The Future Hospital Review Panel is seeking to reduce the maximum expenditure for the completed Our Hospital project from £804.5 million to £550 million. The panel has also said that government plans to borrow more than £750 million for the project were too much and have also called for the loan to be capped at £400 million.
Senator Kristina Moore, who chairs the panel, said a reduction in borrowing from £756 million was ‘sensible’ and that the scale of the project was not justified. The budget and financing for a hospital at Overdale is due to be debated at the next States sitting, on 5 October.
The Our Hospital project team are expected to unveil revised plans for the new facility – which is due to be built at Overdale – later this week following a public consultation which was held earlier this year.

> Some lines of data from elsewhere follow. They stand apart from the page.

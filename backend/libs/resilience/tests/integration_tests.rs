/// Integration tests for resilience library
use resilience::{with_retry, with_timeout_result, RetryConfig, TimeoutError};
use std::sync::atomic::{AtomicU32, Ordering};
use std::sync::Arc;
use std::time::{Duration, Instant};

// ==================== Retry Tests ====================

#[tokio::test]
async fn test_fails_twice_then_succeeds_with_exponential_waits() {
    // 3 attempts, base 2, unit 10ms: waits 2^1 + 2^2 = 6 units = 60ms
    let config = RetryConfig::new(3, 2.0, Duration::from_millis(10));
    let counter = Arc::new(AtomicU32::new(0));
    let counter_clone = counter.clone();

    let start = Instant::now();
    let result = with_retry(&config, move |_| {
        let count = counter_clone.fetch_add(1, Ordering::SeqCst);
        async move {
            if count < 2 {
                Err("temporary error")
            } else {
                Ok("delivered")
            }
        }
    })
    .await;
    let elapsed = start.elapsed();

    assert_eq!(result.unwrap(), "delivered");
    assert_eq!(counter.load(Ordering::SeqCst), 3);
    assert!(elapsed >= Duration::from_millis(60));
    assert!(elapsed < Duration::from_millis(1000));
}

#[tokio::test]
async fn test_no_wait_after_final_attempt() {
    // 2 attempts: only the wait after attempt 1 (2 units = 100ms) is slept
    let config = RetryConfig::new(2, 2.0, Duration::from_millis(50));

    let start = Instant::now();
    let result = with_retry(&config, |_| async { Err::<(), _>("down") }).await;
    let elapsed = start.elapsed();

    assert_eq!(result.unwrap_err().attempts(), 2);
    assert!(elapsed >= Duration::from_millis(100));
    assert!(elapsed < Duration::from_millis(300));
}

// ==================== Timeout + Retry Composition ====================

#[tokio::test]
async fn test_timed_out_attempts_are_retried() {
    let config = RetryConfig::new(3, 1.0, Duration::from_millis(1));
    let counter = Arc::new(AtomicU32::new(0));
    let counter_clone = counter.clone();

    let result = with_retry(&config, move |attempt| {
        counter_clone.fetch_add(1, Ordering::SeqCst);
        with_timeout_result(Duration::from_millis(20), async move {
            if attempt == 1 {
                tokio::time::sleep(Duration::from_secs(5)).await;
            }
            Ok::<_, String>(attempt)
        })
    })
    .await;

    assert_eq!(result.unwrap(), 2);
    assert_eq!(counter.load(Ordering::SeqCst), 2);
}

#[tokio::test]
async fn test_exhausted_error_reports_timeout() {
    let config = RetryConfig::new(2, 1.0, Duration::from_millis(1));

    let result = with_retry(&config, |_| {
        with_timeout_result(Duration::from_millis(5), async {
            tokio::time::sleep(Duration::from_secs(5)).await;
            Ok::<(), String>(())
        })
    })
    .await;

    let last = result.unwrap_err().into_last_error();
    assert!(matches!(last, TimeoutError::Elapsed(_)));
}
//! Health, readiness and metrics endpoints
use actix_web::dev::Server;
use actix_web::{web, App, HttpResponse, HttpServer};
use std::sync::atomic::{AtomicBool, Ordering};
use std::sync::Arc;

use crate::metrics;

/// Readiness flag, set once the consumer is running and cleared on shutdown
#[derive(Debug, Default)]
pub struct HealthState {
    ready: AtomicBool,
}

impl HealthState {
    pub fn set_ready(&self, ready: bool) {
        self.ready.store(ready, Ordering::SeqCst);
    }

    pub fn is_ready(&self) -> bool {
        self.ready.load(Ordering::SeqCst)
    }
}

async fn health() -> HttpResponse {
    HttpResponse::Ok().body("OK")
}

async fn ready(state: web::Data<HealthState>) -> HttpResponse {
    if state.is_ready() {
        HttpResponse::Ok().body("READY")
    } else {
        HttpResponse::ServiceUnavailable().body("NOT READY")
    }
}

pub fn routes(cfg: &mut web::ServiceConfig) {
    cfg.route("/health", web::get().to(health))
        .route("/ready", web::get().to(ready))
        .route("/metrics", web::get().to(metrics::serve_metrics));
}

/// Bind the server. Signals are handled by the service, so the caller stops
/// it through the returned server's handle.
pub fn build_server(port: u16, state: Arc<HealthState>) -> std::io::Result<Server> {
    let data = web::Data::from(state);

    let server = HttpServer::new(move || App::new().app_data(data.clone()).configure(routes))
        .workers(1)
        .disable_signals()
        .bind(("0.0.0.0", port))?
        .run();

    Ok(server)
}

Senator Moore said that the panel had lodged the amendment as it had concerns over the project’s outline business case. At the panel’s final public hearing last Friday, Deputy Inna Gardiner queried why detailed analysis of the running costs of the proposed new hospital were not included before next month’s crucial funding vote. Responding to her questions, Deputy Chief Minister Lyndon Farnham disputed that it was ‘misleading’ not to have these details.
He said he hoped to complete the project ‘without utilising all of the budget’.
Borrowing should be reduced if there is a lower budget, the panel said in its report, adding that alternative funding could be used to reduce overall borrowing. The panel has asked the Treasury Department to explore other options, including the use of the ‘windfall payment’ of around £40 million resulting from JT’s sale of its ‘Internet of Things’ division.
Commenting after the amendment had been lodged, Senator Moore said: ‘The panel’s early findings in its review of the outline business case of the Our Hospital Project have identified that it does not provide the evidence needed to justify the scale of the project. In addition, when asking members of the public if they believed the budget of £804 million was appropriate, the answer was no.
‘With the lack of justification and wider reluctance to commit the people of Jersey to such a large budget, the panel has lodged this amendment in order to allow the States Assembly to impose budgetary restraint and calls on the project to be revisited to fit a smaller budget.’
She added: ‘Following the proposed reduction in project budget the panel has agreed that a reduction in borrowing is sensible. The panel is of the opinion that leveraging wider States of Jersey income will also negate the need to fully fund the project by committing to a potential bond and the associated costs.’